The worldwide increase of energy consumption was accompanied by a shift of interest from conventional resources to the unconventional shale gas and oil¹ leading to continuous research and development on how to extract from these reservoirs^2,3 even though such reservoirs require more costly and advanced technologies to exploit.^4–6 In these reservoirs, organic matter or kerogen, which is the source of hydrocarbons,^7,8 is a major but poorly understood constituent compared to inorganic minerals. This is mostly because of the complexity in chemical composition, structure, and properties of kerogen which originates from its biogenic origin.⁹ Kerogen, composed of mainly carbon, hydrogen, oxygen, nitrogen, and sulfur, experiences major structural and compositional changes as it undergoes maturation as a function of burial depth, i.e. pressure and temperature,¹⁰ and finally breaks down to petroleum and other by-products. Maturation is a complex chemical transformation that encompasses free-radical mechanisms, causing the investigation of volumetric, thermodynamic, and stereochemical properties of porous kerogen to be a highly taxing process. Furthermore, the high submicron porosity of kerogen drastically impacts the storage and transport properties of the entire shale layer^1,7 and adds another layer of complexity to the investigation of this macromolecule. Therefore, building molecular models for kerogen is a much desired but challenging task, and not surprisingly, it has been continuously evolving with the advancements in computational methods.^8,11

The first kerogen model was published by Burlingame et al. in 1968 which had focused on the study of the kerogen extracted from the Green River shale.¹² The suggested model did not represent a comprehensive chemical structure of the sample though, as it did not contain molecular topology. Later in 1995, Siskin et al. proposed an updated model for kerogen, particularly by adding the functional groups with oxygen and nitrogen.¹³ Recent advancements in computational 3D modeling, drastically renewed the interest in exploring kerogen's molecular structure. Varying types of maturity models were introduced for kerogen by Ungerer et al. in 2015 (ref. 14) wherein they analyzed diverse kerogen types (based on their biogenic origin) grounded on a set of experimental data and PM7 semiempirical calculations as implemented in MOPAC.¹⁵ In addition to the development of the molecular models for this purpose, the computational techniques have also become frequent tools for simulating the gas adsorption and desorption processes.^16–18 Simulation of adsorption behavior is important since organic-rich shales are becoming a repository of greenhouse gas storage which can also improve their productivity in CO₂ enhanced oil recovery (EOR) and sequestration.

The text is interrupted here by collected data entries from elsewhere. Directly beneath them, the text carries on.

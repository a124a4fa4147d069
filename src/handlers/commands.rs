//! Command definitions
//!
//! Commands represent intentions to change the system state; queries ask for
//! derived data without changing it.

use serde::Serialize;
use uuid::Uuid;

use crate::domain::{CostFilter, DomainError, Month, NewSubscription, QueryWindow, Subscription};

// =========================================================================
// CreateSubscriptionCommand
// =========================================================================

/// Command to register a new subscription
#[derive(Debug, Clone)]
pub struct CreateSubscriptionCommand {
    pub service_name: String,
    /// Monthly price; validated against the stored range
    pub price: i64,
    pub user_id: Uuid,
    pub start_date: Month,
    pub end_date: Option<Month>,
}

impl CreateSubscriptionCommand {
    pub fn new(service_name: String, price: i64, user_id: Uuid, start_date: Month) -> Self {
        Self {
            service_name,
            price,
            user_id,
            start_date,
            end_date: None,
        }
    }

    pub fn with_end_date(mut self, end_date: Month) -> Self {
        self.end_date = Some(end_date);
        self
    }

    /// Validate into a storable payload
    pub fn into_new_subscription(self) -> Result<NewSubscription, DomainError> {
        NewSubscription::new(
            self.service_name,
            self.price,
            self.user_id,
            self.start_date,
            self.end_date,
        )
    }
}

// =========================================================================
// UpdateSubscriptionCommand
// =========================================================================

/// Command to replace every field of an existing subscription
#[derive(Debug, Clone)]
pub struct UpdateSubscriptionCommand {
    pub id: Uuid,
    pub service_name: String,
    pub price: i64,
    pub user_id: Uuid,
    pub start_date: Month,
    pub end_date: Option<Month>,
}

impl UpdateSubscriptionCommand {
    pub fn new(id: Uuid, service_name: String, price: i64, user_id: Uuid, start_date: Month) -> Self {
        Self {
            id,
            service_name,
            price,
            user_id,
            start_date,
            end_date: None,
        }
    }

    pub fn with_end_date(mut self, end_date: Month) -> Self {
        self.end_date = Some(end_date);
        self
    }

    /// Validate into the replacement record; the id is kept as given
    pub fn into_subscription(self) -> Result<Subscription, DomainError> {
        let id = self.id;
        NewSubscription::new(
            self.service_name,
            self.price,
            self.user_id,
            self.start_date,
            self.end_date,
        )
        .map(|valid| valid.into_subscription(id))
    }
}

// =========================================================================
// AggregateCostQuery
// =========================================================================

/// Query for the total cost billed inside a month window
#[derive(Debug, Clone)]
pub struct AggregateCostQuery {
    pub from: Month,
    pub to: Month,
    pub user_id: Option<Uuid>,
    pub service_name: Option<String>,
}

impl AggregateCostQuery {
    pub fn new(from: Month, to: Month) -> Self {
        Self {
            from,
            to,
            user_id: None,
            service_name: None,
        }
    }

    pub fn with_user(mut self, user_id: Uuid) -> Self {
        self.user_id = Some(user_id);
        self
    }

    pub fn with_service_name(mut self, service_name: String) -> Self {
        self.service_name = Some(service_name);
        self
    }

    /// Split into the validated window and the exact-match filter
    pub fn into_parts(self) -> Result<(QueryWindow, CostFilter), DomainError> {
        let window = QueryWindow::new(self.from, self.to)?;
        let filter = CostFilter {
            user_id: self.user_id,
            service_name: self.service_name,
        };
        Ok((window, filter))
    }
}

/// Result of a cost aggregation
#[derive(Debug, Clone, Serialize)]
pub struct AggregateCostResult {
    pub total: i64,
    /// Number of subscriptions with at least one month inside the window
    pub subscriptions: usize,
    pub window: QueryWindow,
}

The Bakken formation is one of the largest unconventional shale oil plays in North America and is currently being studied for potential CO₂-enhanced oil recovery and sequestration;¹⁹ recent studies suggest that an injection of CO₂ into organic-rich shales can increase their production potential.^16,19 Hence, in order to precisely estimate the capacity of organic matter in terms of adsorption for sequestration and/or associated mechanisms for enhanced oil recovery, building a 3D molecular model of the Bakken kerogen has become imperative. Here, we report a new representative molecular model for organic matter from the Bakken (kerogen type II) based on previous experimental chemical compositional data.²⁰ We validate our models with gas (CO₂ and N₂) adsorption isotherms based on both experimental techniques and theoretical simulations. We also investigate CO₂ and N₂ diffusion behavior in the kerogen system to present a complete picture of interactions that would occur between kerogen and gas molecules.

Methods

Model preparation

A variety of methods can be utilized to provide the chemical composition of organic matter. While ¹³C-NMR is used to examine the chemical structures and parameters related to carbon, the sulfur and nitrogen content are revealed through the X-ray absorption near-edge structure (XANES) analysis. The X-ray photoelectron spectroscopy (XPS) is capable of quantifying several functional groups in carbonaceous materials associated with carbon, oxygen, sulfur, and nitrogen.²¹ This information can then be used to build a representative model of any organic material. Here, to build our molecular model of Bakken kerogen, we use the chemical and structural information of kerogen from diverse origins including Bakken, using ¹³C-NMR, XPS, and XANES data as were reported by Kelemen et al. in 2007.²⁰ The Bakken organic matter is an immature (pre-oil window) type II kerogen representing a marine environment with T_max of 419 °C and hydrogen index (HI) of 580 mg g⁻¹.²⁰ The atomic ratios of carbon, hydrogen, sulfur, and nitrogen atoms were decided by considering the ¹³C-NMR, XANES, and XPS analysis results. In particular, ¹³C-NMR data were utilized for carbon and XPS/XANES for heteroatoms estimations to build the molecular model. From this data, around 35% of the total carbon concentration is included within aromatic structures that also contain nitrogen and sulfur, such as pyridine, pyrrole, and thiophene. The functional groups related to sulfur were set as sulfate and sulfoxide structures, while the oxygen-related functional groups were set as carbonyl and ether.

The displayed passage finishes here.